Sunday 8 April 2012

Sarajevo: anniversary of the war

The events to mark the anniversary of the war in the Balkans, a major feature of which was the siege of Sarajevo, have a particular resonance for me. The BBC coverage is here (do watch the video clip at the top of this report) and here.

There are some very striking implications of the avenue of empty chairs adopted as the symbol of remembrance. It seems to me represent the remembrance of the people of a city, rather than of a particular nation or ethnic community. It at once represents the remembrance of the people and of each and every individual person - represented by those who stand by and cry and by those who place a flower to represent their grief for those they know who died during the siege. As the speaker in the BBC video says, everyone has their chair. It is a great tribute, I think, to the people of the city of Sarajevo that they can put together such a rich and telling symbol of their remembrance and one that so much represents the sense of the ordinary people of the city rather than of politicians.

There is also a sadness that it does not appear possible to to note that remembrance in a way that is religious.

The personal resonance comes from the family whose story is told in these two programmes from BBC Radio 4's Home Truths: Escape from Sarajevo and Escape from Sarajevo Pt 2. The BBC site does not appear to have the full programmes available to listen again. I got to know the family when Maya was in my tutor group, and when I was teaching her A-level Physics. I saw something of the difficulty of the children's relations with their parents that is related in the programmes.

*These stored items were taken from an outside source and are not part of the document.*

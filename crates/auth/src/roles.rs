use core::str::FromStr;

use serde::{Deserialize, Serialize};

use quartermaster_core::DomainError;

/// Role of an authenticated caller.
///
/// The set is closed: every identity the authentication collaborator hands
/// over carries exactly one of these. Policy rules key off the role, so an
/// unknown role string is rejected at the boundary, never defaulted.
#[derive(Debug, Clone, Copy, PartialEq, Eq, Hash, Serialize, Deserialize)]
#[serde(rename_all = "snake_case")]
pub enum Role {
    Admin,
    BaseCommander,
    LogisticsOfficer,
}

impl Role {
    pub fn as_str(&self) -> &'static str {
        match self {
            Role::Admin => "admin",
            Role::BaseCommander => "base_commander",
            Role::LogisticsOfficer => "logistics_officer",
        }
    }

    pub fn is_admin(&self) -> bool {
        matches!(self, Role::Admin)
    }
}

impl core::fmt::Display for Role {
    fn fmt(&self, f: &mut core::fmt::Formatter<'_>) -> core::fmt::Result {
        f.write_str(self.as_str())
    }
}

impl FromStr for Role {
    type Err = DomainError;

    fn from_str(s: &str) -> Result<Self, Self::Err> {
        match s {
            "admin" => Ok(Role::Admin),
            "base_commander" => Ok(Role::BaseCommander),
            "logistics_officer" => Ok(Role::LogisticsOfficer),
            other => Err(DomainError::validation(format!("unknown role '{other}'"))),
        }
    }
}

#[cfg(test)]
mod tests {
    use super::*;

    #[test]
    fn parses_known_roles() {
        assert_eq!("admin".parse::<Role>().unwrap(), Role::Admin);
        assert_eq!(
            "base_commander".parse::<Role>().unwrap(),
            Role::BaseCommander
        );
        assert_eq!(
            "logistics_officer".parse::<Role>().unwrap(),
            Role::LogisticsOfficer
        );
    }

    #[test]
    fn rejects_unknown_role() {
        let err = "quartermaster_general".parse::<Role>().unwrap_err();
        assert!(matches!(err, DomainError::Validation(_)));
    }

    #[test]
    fn serializes_snake_case() {
        let json = serde_json::to_string(&Role::LogisticsOfficer).unwrap();
        assert_eq!(json, "\"logistics_officer\"");
    }
}
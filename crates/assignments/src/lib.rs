//! `quartermaster-assignments` — personnel assignment state machine.
//!
//! Deterministic domain logic only (no IO, no HTTP, no storage).

pub mod assignment;

pub use assignment::{Assignment, AssignmentStatus, NewAssignment};
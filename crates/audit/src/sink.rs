use std::sync::Arc;

use thiserror::Error;

use crate::AuditEvent;

/// Failure to hand an event to the audit trail.
///
/// The mutation behind the event has already committed when the sink runs,
/// so callers log this and move on; they never roll back or fail the call.
#[derive(Debug, Error, Clone, PartialEq, Eq)]
#[error("audit sink failure: {0}")]
pub struct SinkError(pub String);

/// Destination of audit events.
///
/// Durable audit storage is an external concern; implementations here either
/// buffer (tests, dev) or forward to the log stream. Implementations must be
/// safe to call from concurrent workflows.
pub trait AuditSink: Send + Sync {
    fn record(&self, event: AuditEvent) -> Result<(), SinkError>;
}

impl<S> AuditSink for Arc<S>
where
    S: AuditSink + ?Sized,
{
    fn record(&self, event: AuditEvent) -> Result<(), SinkError> {
        (**self).record(event)
    }
}
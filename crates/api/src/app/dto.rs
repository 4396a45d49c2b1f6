use core::str::FromStr;

use axum::http::StatusCode;
use chrono::NaiveDate;
use serde::Deserialize;

use quartermaster_assignments::Assignment;
use quartermaster_purchasing::Purchase;
use quartermaster_transfers::Transfer;

use crate::app::errors;

// -------------------------
// Request DTOs
// -------------------------

#[derive(Debug, Deserialize)]
pub struct CreatePurchaseRequest {
    pub base_id: String,
    pub equipment_type_id: String,
    pub quantity: u32,
    pub unit_cost: Option<u64>,
    pub purchase_date: String, // YYYY-MM-DD
    pub vendor: Option<String>,
    pub notes: Option<String>,
}

#[derive(Debug, Deserialize)]
pub struct UpdatePurchaseRequest {
    pub unit_cost: Option<u64>,
    pub vendor: Option<String>,
    pub notes: Option<String>,
}

#[derive(Debug, Deserialize)]
pub struct CreateTransferRequest {
    pub asset_id: String,
    pub from_base_id: String,
    pub to_base_id: String,
    /// Defaults to 1; the ledger moves one asset per transfer.
    pub quantity: Option<u32>,
    pub transfer_date: String, // YYYY-MM-DD
    pub notes: Option<String>,
}

#[derive(Debug, Deserialize)]
pub struct CreateAssignmentRequest {
    pub asset_id: String,
    pub assigned_to: String,
    pub assignment_date: String, // YYYY-MM-DD
    pub notes: Option<String>,
}

#[derive(Debug, Deserialize)]
pub struct PurchaseListQuery {
    pub base_id: Option<String>,
    pub start_date: Option<String>,
    pub end_date: Option<String>,
    pub equipment_type: Option<String>,
}

#[derive(Debug, Deserialize)]
pub struct TransferListQuery {
    pub base_id: Option<String>,
    pub status: Option<String>,
}

#[derive(Debug, Deserialize)]
pub struct AssignmentListQuery {
    pub base_id: Option<String>,
    pub status: Option<String>,
}

#[derive(Debug, Deserialize)]
pub struct DashboardQuery {
    pub base_id: Option<String>,
    pub start_date: Option<String>,
    pub end_date: Option<String>,
    pub equipment_type: Option<String>,
}

// -------------------------
// Parse helpers
// -------------------------

/// Parse a path or query id, mapping failure to a 400 naming the field.
pub fn parse_id<T: FromStr>(raw: &str, what: &str) -> Result<T, axum::response::Response> {
    raw.trim().parse().map_err(|_| {
        errors::json_error(StatusCode::BAD_REQUEST, "invalid_id", format!("invalid {what}"))
    })
}

pub fn parse_opt_id<T: FromStr>(
    raw: Option<&str>,
    what: &str,
) -> Result<Option<T>, axum::response::Response> {
    raw.map(|s| parse_id(s, what)).transpose()
}

/// Parse a `YYYY-MM-DD` business date.
pub fn parse_date(raw: &str, what: &str) -> Result<NaiveDate, axum::response::Response> {
    NaiveDate::parse_from_str(raw.trim(), "%Y-%m-%d").map_err(|_| {
        errors::json_error(
            StatusCode::BAD_REQUEST,
            "invalid_date",
            format!("{what} must be YYYY-MM-DD"),
        )
    })
}

pub fn parse_opt_date(
    raw: Option<&str>,
    what: &str,
) -> Result<Option<NaiveDate>, axum::response::Response> {
    raw.map(|s| parse_date(s, what)).transpose()
}

/// Parse an optional status filter into its typed enum.
pub fn parse_opt_status<T: FromStr>(
    raw: Option<&str>,
    what: &str,
) -> Result<Option<T>, axum::response::Response> {
    match raw {
        Some(s) => s.trim().parse().map(Some).map_err(|_| {
            errors::json_error(
                StatusCode::BAD_REQUEST,
                "invalid_status",
                format!("invalid {what}"),
            )
        }),
        None => Ok(None),
    }
}

// -------------------------
// JSON mapping helpers
// -------------------------

pub fn purchase_to_json(p: Purchase) -> serde_json::Value {
    serde_json::json!({
        "id": p.id.to_string(),
        "base_id": p.base.to_string(),
        "equipment_type_id": p.equipment_type.to_string(),
        "quantity": p.quantity,
        "unit_cost": p.unit_cost,
        "total_cost": p.total_cost,
        "purchase_date": p.purchase_date.to_string(),
        "vendor": p.vendor,
        "notes": p.notes,
        "created_by": p.created_by.to_string(),
        "created_at": p.created_at.to_rfc3339(),
        "updated_at": p.updated_at.map(|t| t.to_rfc3339()),
    })
}

pub fn transfer_to_json(t: Transfer) -> serde_json::Value {
    serde_json::json!({
        "id": t.id.to_string(),
        "asset_id": t.asset.to_string(),
        "from_base_id": t.from_base.to_string(),
        "to_base_id": t.to_base.to_string(),
        "quantity": t.quantity,
        "status": t.status.as_str(),
        "transfer_date": t.transfer_date.to_string(),
        "requested_by": t.requested_by.to_string(),
        "approved_by": t.approved_by.map(|u| u.to_string()),
        "notes": t.notes,
        "created_at": t.created_at.to_rfc3339(),
        "completed_at": t.completed_at.map(|t| t.to_rfc3339()),
    })
}

pub fn assignment_to_json(a: Assignment) -> serde_json::Value {
    serde_json::json!({
        "id": a.id.to_string(),
        "asset_id": a.asset.to_string(),
        "assigned_to": a.assigned_to.to_string(),
        "base_id": a.base.to_string(),
        "assigned_by": a.assigned_by.to_string(),
        "assignment_date": a.assignment_date.to_string(),
        "return_date": a.return_date.map(|d| d.to_string()),
        "status": a.status.as_str(),
        "notes": a.notes,
        "created_at": a.created_at.to_rfc3339(),
    })
}
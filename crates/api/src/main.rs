use anyhow::Context;

#[tokio::main]
async fn main() -> anyhow::Result<()> {
    quartermaster_observability::init();

    let addr = std::env::var("QM_ADDR").unwrap_or_else(|_| "0.0.0.0:8080".to_string());

    let app = quartermaster_api::app::build_app().await?;

    let listener = tokio::net::TcpListener::bind(&addr)
        .await
        .with_context(|| format!("failed to bind {addr}"))?;

    tracing::info!("listening on {}", listener.local_addr()?);

    axum::serve(listener, app).await.context("server exited")?;
    Ok(())
}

The BBC reporter remembers:
There is a moment that returns to me again and again. An old man emerges from a wood and makes his way towards where I am standing. The lovely green valley has tipped into autumnal browns and it is a cold, damp morning.

The old man is one of 40,000 people driven from their homes in the central Bosnian town of Jajce, and they have been walking for two days to reach safety....

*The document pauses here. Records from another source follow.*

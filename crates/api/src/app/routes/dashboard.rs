use std::sync::Arc;

use axum::{
    extract::{Extension, Query},
    http::StatusCode,
    response::IntoResponse,
    routing::get,
    Json, Router,
};

use quartermaster_auth::CallerContext;
use quartermaster_infra::workflows::MetricsQuery;

use crate::app::services::AppServices;
use crate::app::{dto, errors};

pub fn router() -> Router {
    Router::new()
        .route("/metrics", get(metrics))
        .route("/movement-details", get(movement_details))
}

pub async fn metrics(
    Extension(services): Extension<Arc<AppServices>>,
    Extension(caller): Extension<CallerContext>,
    Query(query): Query<dto::DashboardQuery>,
) -> axum::response::Response {
    let query = match metrics_query(query) {
        Ok(q) => q,
        Err(resp) => return resp,
    };

    match services.metrics.dashboard(&caller, query).await {
        Ok(metrics) => (StatusCode::OK, Json(metrics)).into_response(),
        Err(e) => errors::domain_error_to_response(e),
    }
}

pub async fn movement_details(
    Extension(services): Extension<Arc<AppServices>>,
    Extension(caller): Extension<CallerContext>,
    Query(query): Query<dto::DashboardQuery>,
) -> axum::response::Response {
    let query = match metrics_query(query) {
        Ok(q) => q,
        Err(resp) => return resp,
    };

    match services.metrics.movement_details(&caller, query).await {
        Ok(details) => (StatusCode::OK, Json(details)).into_response(),
        Err(e) => errors::domain_error_to_response(e),
    }
}

fn metrics_query(query: dto::DashboardQuery) -> Result<MetricsQuery, axum::response::Response> {
    Ok(MetricsQuery {
        base: dto::parse_opt_id(query.base_id.as_deref(), "base_id")?,
        start: dto::parse_opt_date(query.start_date.as_deref(), "start_date")?,
        end: dto::parse_opt_date(query.end_date.as_deref(), "end_date")?,
        equipment_type: query.equipment_type,
    })
}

I asked the man how old he was. He said he was 80. May I ask you, I said, are you a Muslim or a Croat? And the answer he gave me still shames me as it echoes down the decades in my head. I am, he said, a musician.
I have an identical memory, that also has lasted the 15 years or so since, of the time when I eventually asked Maya whether or not she had a religious belief of her own. Her answer was: "I am a Martian".  I have regretted asking the question ever since. I was struck at the time by how the manipulation of peoples sensibilities by the political situation, by the warfare and by the media appeared to have made religious belief impossible for a generation. This family desperately resisted any attempts to take sides in the conflict engulfing their city and, if my memory is correct, it was the two girls who insisted that they take part in the peace rally in April 1992 referred to in the first Home Truths programme.

One thing that teachers are able to do is to give young people chances in life that they might otherwise not have. Maya's story is the one of those that I use as an example of this.

Oddly enough, I also gained an insight into how military technology played a part in the eventual ending of the siege of Sarajevo. At the time, I had an educational link to a company called Siemens-Plessey Systems, whose factory in Ilford began life in the early days of television manufacturing, though during the time of my link it focussed on military electronics. The factory became part of BAE Systems, and has now been demolished to make way for a housing estate. In the early 1990's they worked on developing a passive acoustic artillery location system (ie a sophisticated system of microphones, weather stations and computers) as an urgent operational requirement (ie we needed it yesterday) for deployment with British forces serving around Sarajevo. When the system was deployed, British artillery were then moved to positions on Mt Ickman and returned fire at the Serbian artillery and mortar positions shelling the city.

But rather more important was the quality of the information about firing positions gained by the system. International forces were able to say with absolute certainty, not just where shells landed, but where they had been fired from. And it was the political pressure resulting from this, as much as the military response, that eventually eased the shelling of Sarajevo.